30 November 2021

Highlights from 'The Black Notebook'

Modiano, Patrick. The Black Notebook. Mariner, 2016.

My favorite bookstagrammer (is that how you call them?) told me that "[Patrick Modiano] has a very delicate way of painting nostalgia and memory." I only started to see that in the latter part of The Black Notebook.
"We're almost there," she said, "It's at the beginning of Rue Blanche..."

Last night, I dreamed that we were following the same route, probably because of what I had just written. I heard her voice, "It's at the beginning of Rue Blanche," and I slowly turned toward her. I said:

"At number 23?"

She appeared not to hear.

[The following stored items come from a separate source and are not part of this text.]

//! Axis-aligned bounding box.

use nalgebra::{Point3, Vector3};

#[cfg(feature = "serde")]
use serde::{Deserialize, Serialize};

/// An axis-aligned bounding box (AABB) over `f32` coordinates.
///
/// Defined by minimum and maximum corner points. The empty state places
/// `min` at positive infinity and `max` at negative infinity, so growing
/// the box with [`Aabb::expand_to_include`] always yields the tightest box
/// over the included points.
///
/// # Example
///
/// ```
/// use mesh_section::{Aabb, Point3};
///
/// let mut aabb = Aabb::empty();
/// aabb.expand_to_include(&Point3::new(1.0, 2.0, 3.0));
/// aabb.expand_to_include(&Point3::new(-1.0, 0.0, 5.0));
///
/// assert_eq!(aabb.min, Point3::new(-1.0, 0.0, 3.0));
/// assert_eq!(aabb.max, Point3::new(1.0, 2.0, 5.0));
/// ```
#[derive(Debug, Clone, Copy, PartialEq)]
#[cfg_attr(feature = "serde", derive(Serialize, Deserialize))]
pub struct Aabb {
    /// Minimum corner (smallest x, y, z values).
    pub min: Point3<f32>,
    /// Maximum corner (largest x, y, z values).
    pub max: Point3<f32>,
}

impl Aabb {
    /// Create a new AABB from minimum and maximum corners.
    ///
    /// The corners are automatically corrected if min > max for any axis.
    #[must_use]
    pub fn new(min: Point3<f32>, max: Point3<f32>) -> Self {
        Self {
            min: Point3::new(min.x.min(max.x), min.y.min(max.y), min.z.min(max.z)),
            max: Point3::new(min.x.max(max.x), min.y.max(max.y), min.z.max(max.z)),
        }
    }

    /// Create an AABB from a single point.
    ///
    /// The resulting box has zero volume.
    #[inline]
    #[must_use]
    pub const fn from_point(point: Point3<f32>) -> Self {
        Self {
            min: point,
            max: point,
        }
    }

    /// Create an empty AABB.
    ///
    /// An empty AABB has min > max, which makes it the identity for
    /// [`Aabb::expand_to_include`]: the first included point becomes both
    /// corners.
    ///
    /// # Example
    ///
    /// ```
    /// use mesh_section::{Aabb, Point3};
    ///
    /// let mut aabb = Aabb::empty();
    /// assert!(aabb.is_empty());
    ///
    /// aabb.expand_to_include(&Point3::new(1.0, 2.0, 3.0));
    /// assert!(!aabb.is_empty());
    /// ```
    #[must_use]
    #[allow(clippy::missing_const_for_fn)] // Point3::new is not const in nalgebra
    pub fn empty() -> Self {
        Self {
            min: Point3::new(f32::INFINITY, f32::INFINITY, f32::INFINITY),
            max: Point3::new(f32::NEG_INFINITY, f32::NEG_INFINITY, f32::NEG_INFINITY),
        }
    }

    /// Create an AABB from an iterator of points.
    ///
    /// Returns an empty AABB if the iterator is empty.
    ///
    /// # Example
    ///
    /// ```
    /// use mesh_section::{Aabb, Point3};
    ///
    /// let points = vec![
    ///     Point3::new(0.0, 0.0, 0.0),
    ///     Point3::new(10.0, 5.0, 3.0),
    ///     Point3::new(-2.0, 8.0, 1.0),
    /// ];
    ///
    /// let aabb = Aabb::from_points(points.iter());
    /// assert_eq!(aabb.min, Point3::new(-2.0, 0.0, 0.0));
    /// assert_eq!(aabb.max, Point3::new(10.0, 8.0, 3.0));
    /// ```
    #[must_use]
    pub fn from_points<'a>(points: impl Iterator<Item = &'a Point3<f32>>) -> Self {
        let mut aabb = Self::empty();
        for point in points {
            aabb.expand_to_include(point);
        }
        aabb
    }

    /// Check if the AABB is empty (has no valid volume).
    ///
    /// An AABB is empty if min > max for any axis.
    #[inline]
    #[must_use]
    pub fn is_empty(&self) -> bool {
        self.min.x > self.max.x || self.min.y > self.max.y || self.min.z > self.max.z
    }

    /// Get the size (dimensions) of the AABB.
    #[inline]
    #[must_use]
    pub fn size(&self) -> Vector3<f32> {
        self.max - self.min
    }

    /// Get the center of the AABB.
    #[inline]
    #[must_use]
    pub fn center(&self) -> Point3<f32> {
        Point3::new(
            (self.min.x + self.max.x) * 0.5,
            (self.min.y + self.max.y) * 0.5,
            (self.min.z + self.max.z) * 0.5,
        )
    }

    /// Check if the AABB contains a point.
    ///
    /// Points on the boundary are considered inside.
    #[inline]
    #[must_use]
    pub fn contains(&self, point: &Point3<f32>) -> bool {
        point.x >= self.min.x
            && point.x <= self.max.x
            && point.y >= self.min.y
            && point.y <= self.max.y
            && point.z >= self.min.z
            && point.z <= self.max.z
    }

    /// Expand the AABB to include a point.
    ///
    /// Modifies the AABB in place. Including a point already inside the
    /// box leaves it unchanged; the box never shrinks.
    pub fn expand_to_include(&mut self, point: &Point3<f32>) {
        self.min.x = self.min.x.min(point.x);
        self.min.y = self.min.y.min(point.y);
        self.min.z = self.min.z.min(point.z);
        self.max.x = self.max.x.max(point.x);
        self.max.y = self.max.y.max(point.y);
        self.max.z = self.max.z.max(point.z);
    }

    /// Compute the union (enclosing AABB) of two AABBs.
    #[must_use]
    pub fn union(&self, other: &Self) -> Self {
        if self.is_empty() {
            return *other;
        }
        if other.is_empty() {
            return *self;
        }
        Self {
            min: Point3::new(
                self.min.x.min(other.min.x),
                self.min.y.min(other.min.y),
                self.min.z.min(other.min.z),
            ),
            max: Point3::new(
                self.max.x.max(other.max.x),
                self.max.y.max(other.max.y),
                self.max.z.max(other.max.z),
            ),
        }
    }
}

impl Default for Aabb {
    fn default() -> Self {
        Self::empty()
    }
}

We walked at a stready pace, her arm in mine.

"I once knew a girl named Mireille Sampierry who lived at 23 Rue Blanche."

She didn't react. She remained silent, as if I hadn't said a word, or as if the distance between us in time was so great that my voice could no longer reach her.

But that evening, I didn't yet know the name Mireille Sampierry. (p89)

For context, Mireille Sampierry is one of the aliases of Dannie (the girl in the dialogue), whom Jean (the narrator) is talking to.

Modiano has done this several times in the novel — mix the present with the past, real events with dreams; but here it stands out, as Jean, after so many years, begins to understand who Dannie really is. Starting with her name.

If only she exists in the present and not in Jean's memory.

That passage evokes the sensation of a vivid dream. In my experience, a bad dream is less heartbreaking, because waking up vanquishes it. A beautiful dream, however, where you could swear that you are laughing with your estranged friend, ends with the cold reality of it being just that — a dream.

*

Some underlined bits:

But Sundays, especially in late afternoon, if you are alone, open a breach in time. You need only slip into it. (p3)

Rather than always subjecting others to interrogation, it's better to accept them as they are, without comment. (p46)

Trinité Church, its dark façade like a giant bird at rest. (p89)

What a strange feeling, every time, when you learn things twenty years after the fact about people you once knew... You finally decipher, thanks to a secret code, what you had lived through in confusion and without really understanding... A car ride at night with the headlights off, and no matter how tightly you press your forehead against the window, you have no reference points. And besides, did you really ask that many questions about where you were going? Twenty years later, you follow the same path by day and finally see all the details surrounding you. But so what? It's too late, and no one is left. (p93)

Do we have the right to judge the people we love? If we love them, it's for a reason, and that reason prevents us from judging them — doesn't it? (p117)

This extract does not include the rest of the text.